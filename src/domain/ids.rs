//! Domain identifier types with proper encapsulation.

use std::fmt;

use serde::{Deserialize, Serialize};
use uuid::Uuid;

/// Owner identifier - newtype for type safety.
///
/// Identifies the authenticated user whose trade records are in scope.
/// The inner String is private to ensure all construction goes through
/// the defined constructors.
#[derive(Debug, Clone, PartialEq, Eq, Hash, Serialize, Deserialize)]
#[serde(transparent)]
pub struct OwnerId(String);

impl OwnerId {
    /// Create a new OwnerId from a string.
    pub fn new(id: impl Into<String>) -> Self {
        Self(id.into())
    }

    /// Get the owner ID as a string slice.
    pub fn as_str(&self) -> &str {
        &self.0
    }
}

impl fmt::Display for OwnerId {
    fn fmt(&self, f: &mut fmt::Formatter<'_>) -> fmt::Result {
        write!(f, "{}", self.0)
    }
}

impl From<String> for OwnerId {
    fn from(s: String) -> Self {
        Self::new(s)
    }
}

impl From<&str> for OwnerId {
    fn from(s: &str) -> Self {
        Self::new(s)
    }
}

/// Record identifier - newtype for type safety.
///
/// Stable across local and remote representations of the same record.
#[derive(Debug, Clone, PartialEq, Eq, Hash, Serialize, Deserialize)]
#[serde(transparent)]
pub struct RecordId(String);

impl RecordId {
    /// Create a new RecordId from a string.
    pub fn new(id: impl Into<String>) -> Self {
        Self(id.into())
    }

    /// Generate a fresh random RecordId, as a store would on insert.
    pub fn generate() -> Self {
        Self(Uuid::new_v4().to_string())
    }

    /// Get the record ID as a string slice.
    pub fn as_str(&self) -> &str {
        &self.0
    }
}

impl fmt::Display for RecordId {
    fn fmt(&self, f: &mut fmt::Formatter<'_>) -> fmt::Result {
        write!(f, "{}", self.0)
    }
}

impl From<String> for RecordId {
    fn from(s: String) -> Self {
        Self::new(s)
    }
}

impl From<&str> for RecordId {
    fn from(s: &str) -> Self {
        Self::new(s)
    }
}
#[cfg(test)]
mod tests {
    use super::*;
    use crate::store::MemoryRecordStore;
    use crate::testkit::{CollectingNotifier, FlakyStore};
    use rust_decimal_macros::dec;

    fn owner() -> OwnerId {
        OwnerId::new("u1")
    }

    fn ledger_with(
        store: Arc<MemoryRecordStore>,
    ) -> (TransactionLedger<MemoryRecordStore>, Arc<CollectingNotifier>) {
        let notifier = Arc::new(CollectingNotifier::default());
        let ledger = TransactionLedger::new(store, notifier.clone() as Arc<dyn Notifier>);
        (ledger, notifier)
    }

    #[tokio::test]
    async fn record_trade_without_owner_never_contacts_store() {
        let store = Arc::new(MemoryRecordStore::new());
        let (ledger, notifier) = ledger_with(store.clone());

        let result = ledger
            .record_trade(TradeKind::Buy, dec!(100), dec!(100), None)
            .await;

        assert!(matches!(result, Err(LedgerError::AuthRequired)));
        assert_eq!(store.insert_count(), 0);
        assert_eq!(notifier.errors().len(), 1);
        assert_eq!(notifier.errors()[0].title, "Authentication required");
    }

    #[tokio::test]
    async fn record_trade_rejects_non_positive_amounts() {
        let store = Arc::new(MemoryRecordStore::new());
        let (ledger, _notifier) = ledger_with(store.clone());
        ledger.load(Some(owner())).await.unwrap();

        let result = ledger
            .record_trade(TradeKind::Buy, dec!(0), dec!(0), None)
            .await;

        assert!(matches!(result, Err(LedgerError::InvalidAmount { .. })));
        assert_eq!(store.insert_count(), 0);
    }

    #[tokio::test]
    async fn sell_exceeding_holdings_is_rejected_before_the_store() {
        let store = Arc::new(MemoryRecordStore::new());
        let (ledger, _notifier) = ledger_with(store.clone());
        ledger.load(Some(owner())).await.unwrap();

        ledger
            .record_trade(TradeKind::Buy, dec!(100), dec!(100), None)
            .await
            .unwrap();
        store.flush().await;

        let result = ledger
            .record_trade(TradeKind::Sell, dec!(150), dec!(150), None)
            .await;
        assert!(matches!(
            result,
            Err(LedgerError::InsufficientHoldings { .. })
        ));
        assert_eq!(store.insert_count(), 1);
    }

    #[tokio::test]
    async fn confirmed_trade_arrives_through_the_stream_not_optimistically() {
        let store = Arc::new(MemoryRecordStore::new());
        let (ledger, _notifier) = ledger_with(store.clone());
        ledger.load(Some(owner())).await.unwrap();

        let record = ledger
            .record_trade(TradeKind::Buy, dec!(500), dec!(500), None)
            .await
            .unwrap();
        assert_eq!(record.fiat_amount, dec!(500));

        store.flush().await;
        let records = ledger.records();
        assert_eq!(records.len(), 1);
        assert_eq!(records[0].id, record.id);
        assert_eq!(ledger.total_invested(), dec!(500));
    }

    #[tokio::test]
    async fn load_failure_keeps_prior_records_and_surfaces_notice() {
        let inner = Arc::new(MemoryRecordStore::new());
        let store = Arc::new(FlakyStore::new(inner.clone()));
        let notifier = Arc::new(CollectingNotifier::default());
        let ledger =
            TransactionLedger::new(store.clone(), notifier.clone() as Arc<dyn Notifier>);

        ledger.load(Some(owner())).await.unwrap();
        ledger
            .record_trade(TradeKind::Buy, dec!(100), dec!(100), None)
            .await
            .unwrap();
        inner.flush().await;
        assert_eq!(ledger.records().len(), 1);

        store.fail_next_fetch();
        let result = ledger.load(Some(owner())).await;
        assert!(result.is_err());
        assert!(!ledger.is_loading());
        assert_eq!(ledger.records().len(), 1);
        assert!(notifier
            .errors()
            .iter()
            .any(|n| n.title == "Error loading transactions"));
    }

    #[tokio::test]
    async fn owner_switch_discards_previous_collection() {
        let store = Arc::new(MemoryRecordStore::new());
        let (ledger, _notifier) = ledger_with(store.clone());

        ledger.load(Some(owner())).await.unwrap();
        ledger
            .record_trade(TradeKind::Buy, dec!(100), dec!(100), None)
            .await
            .unwrap();
        store.flush().await;
        assert_eq!(ledger.records().len(), 1);

        ledger.load(Some(OwnerId::new("u2"))).await.unwrap();
        assert!(ledger.records().is_empty());
        assert_eq!(ledger.owner(), Some(OwnerId::new("u2")));

        ledger.load(None).await.unwrap();
        assert!(ledger.records().is_empty());
        assert!(!ledger.is_loading());
        assert_eq!(ledger.owner(), None);
    }
}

--- --- ---

» ASSIGNMENT
Go line by line through the entries above and tally those that hold the word "CollectingNotifier"; give the tally alone.

» EXERCISE RESULT
4